Copy every line of the records that includes the word "ReportLayout".

Stored data:
----------------------------------------

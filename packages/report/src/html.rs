//! Printable HTML rendition of a [`ReportLayout`].
//!
//! The document is self-contained: print stylesheet, header, SVG map panel
//! with grid labels, inset, scale block, legend, coordinate listing, and
//! footer. Printing it yields one A4 landscape page.

use std::fmt::Write as _;

use crate::layout::{REPORT_BADGE, ReportLayout};
use crate::legend::LegendEntry;
use crate::markup::escape_markup;
use crate::panel::{INSET_PANEL, MAIN_PANEL, render_panel_svg};

const PRINT_CSS: &str = r"
@page { size: A4 landscape; margin: 0; }
body { margin: 0; background: #0f172a; font-family: 'Inter', 'Helvetica Neue', Arial, sans-serif; }
#report-frame { width: 1122px; min-height: 842px; margin: 0 auto; background: #fff; border: 12px double #000; padding: 32px; box-sizing: border-box; transform-origin: top center; }
.header { display: flex; justify-content: space-between; border-bottom: 8px solid #000; padding-bottom: 24px; margin-bottom: 24px; }
.header h1 { font-size: 48px; font-weight: 900; margin: 0 0 8px; letter-spacing: -0.04em; }
.header h2 { font-size: 16px; font-weight: 700; margin: 0; letter-spacing: 0.6em; color: #1e293b; }
.badge { background: #000; color: #fff; padding: 8px 20px; font-weight: 900; letter-spacing: 0.3em; font-size: 13px; }
.projection { font-family: monospace; font-size: 11px; opacity: 0.7; margin-top: 8px; text-align: right; }
.body { display: flex; gap: 24px; }
.map-column { width: 72%; }
.side-column { width: 28%; display: flex; flex-direction: column; gap: 16px; border-left: 6px solid #000; padding-left: 24px; }
.grid-row { display: flex; justify-content: space-around; font-size: 11px; font-weight: 900; }
.map-row { display: flex; align-items: stretch; gap: 8px; }
.grid-col { display: flex; flex-direction: column; justify-content: space-around; font-size: 10px; font-weight: 900; writing-mode: vertical-rl; transform: rotate(180deg); }
.panel { border: 8px solid #000; }
.box { border: 5px solid #000; padding: 12px; }
.box-title { background: #000; color: #fff; font-size: 11px; font-weight: 900; text-align: center; padding: 6px; letter-spacing: 0.2em; margin-bottom: 12px; }
.legend-row { display: flex; align-items: center; gap: 12px; font-size: 12px; font-weight: 900; text-transform: uppercase; margin-bottom: 6px; }
.legend-detail { margin-left: 40px; font-family: monospace; font-size: 10px; color: #475569; margin-bottom: 8px; }
.swatch { width: 24px; height: 24px; border: 3px solid #000; box-sizing: border-box; }
.swatch-line { width: 24px; height: 4px; }
.coords { font-family: monospace; font-size: 10px; border-top: 2px solid rgba(0,0,0,0.1); padding-top: 8px; }
.footer { display: flex; justify-content: space-between; border-top: 6px solid #000; margin-top: 24px; padding-top: 16px; font-weight: 900; letter-spacing: 0.4em; text-transform: uppercase; font-size: 14px; }
.footer .badge { letter-spacing: 0.8em; }
@media print {
  .no-print { display: none !important; }
  body { background: #fff; }
  #report-frame { transform: scale(0.9) !important; transform-origin: top left !important; margin: 0 !important; border: 12px double #000 !important; }
  .page-break { page-break-after: always; break-after: page; }
}
";

fn render_legend(out: &mut String, legend: &[LegendEntry]) {
    for entry in legend {
        match entry {
            LegendEntry::Symbol { icon, label } => {
                let _ = write!(
                    out,
                    r#"<div class="legend-row"><div class="swatch" data-icon="{}"></div><span>{}</span></div>"#,
                    escape_markup(icon),
                    escape_markup(label)
                );
            }
            LegendEntry::Distance {
                color,
                label,
                meters,
            } => {
                let _ = write!(
                    out,
                    r#"<div class="legend-row"><div class="swatch-line" style="background-color: {0}; border: 2px solid {0}"></div><span>{1}</span></div><div class="legend-detail">Length: {2} m</div>"#,
                    escape_markup(color),
                    escape_markup(label),
                    escape_markup(meters)
                );
            }
            LegendEntry::Area {
                color,
                label,
                hectares,
                perimeter_m,
            } => {
                let _ = write!(
                    out,
                    r#"<div class="legend-row"><div class="swatch" style="background-color: {}"></div><span>{}</span></div><div class="legend-detail"><div>Area: {} ha</div><div>Perimeter: {} m</div></div>"#,
                    escape_markup(color),
                    escape_markup(label),
                    escape_markup(hectares),
                    escape_markup(perimeter_m)
                );
            }
        }
    }
}

fn spans(values: &[String], suffix: &str) -> String {
    values
        .iter()
        .map(|v| format!("<span>{}{suffix}</span>", escape_markup(v)))
        .collect()
}

/// Renders the full printable document.
#[must_use]
pub fn render_html(layout: &ReportLayout) -> String {
    let metadata = &layout.metadata;
    let mut out = String::with_capacity(16 * 1024);

    let _ = write!(
        out,
        r#"<!DOCTYPE html><html lang="en"><head><meta charset="utf-8"><title>{title}</title><style>{PRINT_CSS}</style></head><body>"#,
        title = escape_markup(&metadata.title),
    );
    let _ = write!(
        out,
        r#"<div id="report-frame" class="report-capture" style="transform: {}; margin-bottom: {:.1}px">"#,
        layout.display.css_transform(),
        layout.display.margin_bottom()
    );

    let _ = write!(
        out,
        r#"<div class="header"><div><h1>{}</h1><h2>{}</h2></div><div><div class="badge">VALIDATED GEOSPATIAL ANALYSIS</div><div class="projection">PROJECTION SYSTEM: WGS 1984</div></div></div>"#,
        escape_markup(&metadata.title),
        escape_markup(&metadata.subtitle)
    );

    out.push_str(r#"<div class="body"><div class="map-column">"#);
    let _ = write!(
        out,
        r#"<div class="grid-row">{}</div><div class="map-row"><div class="grid-col">{}</div><div class="panel" id="print-map">{}</div><div class="grid-col">{}</div></div><div class="grid-row">{}</div>"#,
        spans(&layout.grid.top, "°E"),
        spans(&layout.grid.left, "°N"),
        render_panel_svg("main", &layout.main_overlays, layout.frame.main_bounds, MAIN_PANEL),
        spans(&layout.grid.right, "°N"),
        spans(&layout.grid.bottom, "°E"),
    );
    out.push_str("</div>");

    out.push_str(r#"<div class="side-column">"#);
    let _ = write!(
        out,
        r#"<div class="box"><div class="box-title">INDEX MAP (SCALE {})</div><div id="inset-map">{}</div></div>"#,
        escape_markup(&layout.inset_scale_text),
        render_panel_svg("inset", &layout.inset_overlays, layout.frame.inset_bounds, INSET_PANEL)
    );
    let _ = write!(
        out,
        r#"<div class="box"><div style="display:flex;justify-content:space-around;align-items:center"><div style="font-weight:900;font-size:24px">N &#9650;</div><div style="font-size:11px;font-weight:900;letter-spacing:0.2em">SCALE {}</div></div></div>"#,
        escape_markup(&layout.scale_text)
    );

    out.push_str(r#"<div class="box"><div class="box-title">DYNAMIC LEGEND</div>"#);
    render_legend(&mut out, &layout.legend);
    if !layout.coordinates.is_empty() {
        out.push_str(r#"<div class="coords"><div style="opacity:0.3;font-weight:900">COORDINATE LIST:</div>"#);
        for row in &layout.coordinates {
            let _ = write!(out, "<div>{}</div>", escape_markup(&row.to_string()));
        }
        out.push_str("</div>");
    }
    out.push_str("</div></div></div>");

    let _ = write!(
        out,
        r#"<div class="footer"><div>Surveyor: {} | {}</div><div class="badge">{REPORT_BADGE}</div></div>"#,
        escape_markup(&metadata.surveyor),
        escape_markup(&metadata.date)
    );
    out.push_str(r#"</div><div class="page-break"></div></body></html>"#);
    out
}

#[cfg(test)]
mod tests {
    use super::*;
    use survey_map_map::PrintLayoutSizes;
    use survey_map_map::SurfaceController;
    use survey_map_map::memory::MemorySurfaceFactory;
    use survey_map_state::{Action, Store, SurveyState};
    use survey_map_survey_models::{DrawingMode, ReportMetadata, ViewMode};

    use crate::{ReportFrame, compose_report};

    fn layout_for(actions: Vec<Action>) -> ReportLayout {
        let mut store = Store::new(SurveyState::new(ReportMetadata::dated(
            chrono::NaiveDate::from_ymd_opt(2025, 3, 5).unwrap(),
        )));
        let mut controller = SurfaceController::new(MemorySurfaceFactory);
        let mut request = None;
        for action in actions.into_iter().chain([
            Action::SetView {
                view: ViewMode::Config,
            },
            Action::SetView {
                view: ViewMode::Print,
            },
        ]) {
            let changes = store.dispatch(action);
            request = controller.sync(store.state(), &changes).unwrap().or(request);
        }
        let request = request.unwrap();
        controller
            .layout_ready(request.generation, PrintLayoutSizes::default(), store.state())
            .unwrap()
            .unwrap();
        compose_report(store.state(), controller.print().unwrap())
    }

    #[test]
    fn stripped_layout_renders_at_full_scale() {
        let mut layout = layout_for(vec![Action::click(-6.2, 106.81)]);
        layout.display = ReportFrame::new(0.5);
        {
            let stripped = layout.strip_transform();
            assert!(render_html(&stripped).contains("transform: none;"));
        }
        assert!(render_html(&layout).contains("transform: scale(0.5000);"));
    }

    #[test]
    fn document_carries_print_stylesheet_and_header() {
        let layout = layout_for(vec![
            Action::click(-6.2, 106.81),
            Action::SetTitle {
                title: "ridge <north>".to_string(),
            },
        ]);
        let html = render_html(&layout);

        assert!(html.starts_with("<!DOCTYPE html>"));
        assert!(html.contains("size: A4 landscape"));
        assert!(html.contains(".no-print { display: none !important; }"));
        assert!(html.contains("scale(0.9)"));
        assert!(html.contains("RIDGE &lt;NORTH&gt;"));
        assert!(!html.contains("<NORTH>"));
        assert!(html.contains("P1: -6.200000, 106.810000"));
        assert!(html.contains("SCALE AUTO"));
        assert!(html.contains("SCALE 1:50,000"));
    }

    #[test]
    fn area_report_draws_polygon_and_zone_legend() {
        let layout = layout_for(vec![
            Action::SetMode {
                mode: DrawingMode::Area,
            },
            Action::click(-6.200, 106.810),
            Action::click(-6.205, 106.815),
            Action::click(-6.198, 106.818),
        ]);
        let html = render_html(&layout);

        assert!(html.contains("<polygon"));
        assert!(html.contains("Forest Zone"));
        assert!(html.contains("Perimeter:"));
        assert_eq!(html.matches(r#"class="marker""#).count(), 3);
        // Footprint rectangle on the inset.
        assert!(html.contains(r##"stroke="#ef4444""##));
    }
}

----------------------------------------

### RESULT OF THIS EXERCISE
//! Printable HTML rendition of a [`ReportLayout`].
use crate::layout::{REPORT_BADGE, ReportLayout};
pub fn render_html(layout: &ReportLayout) -> String {
    fn layout_for(actions: Vec<Action>) -> ReportLayout {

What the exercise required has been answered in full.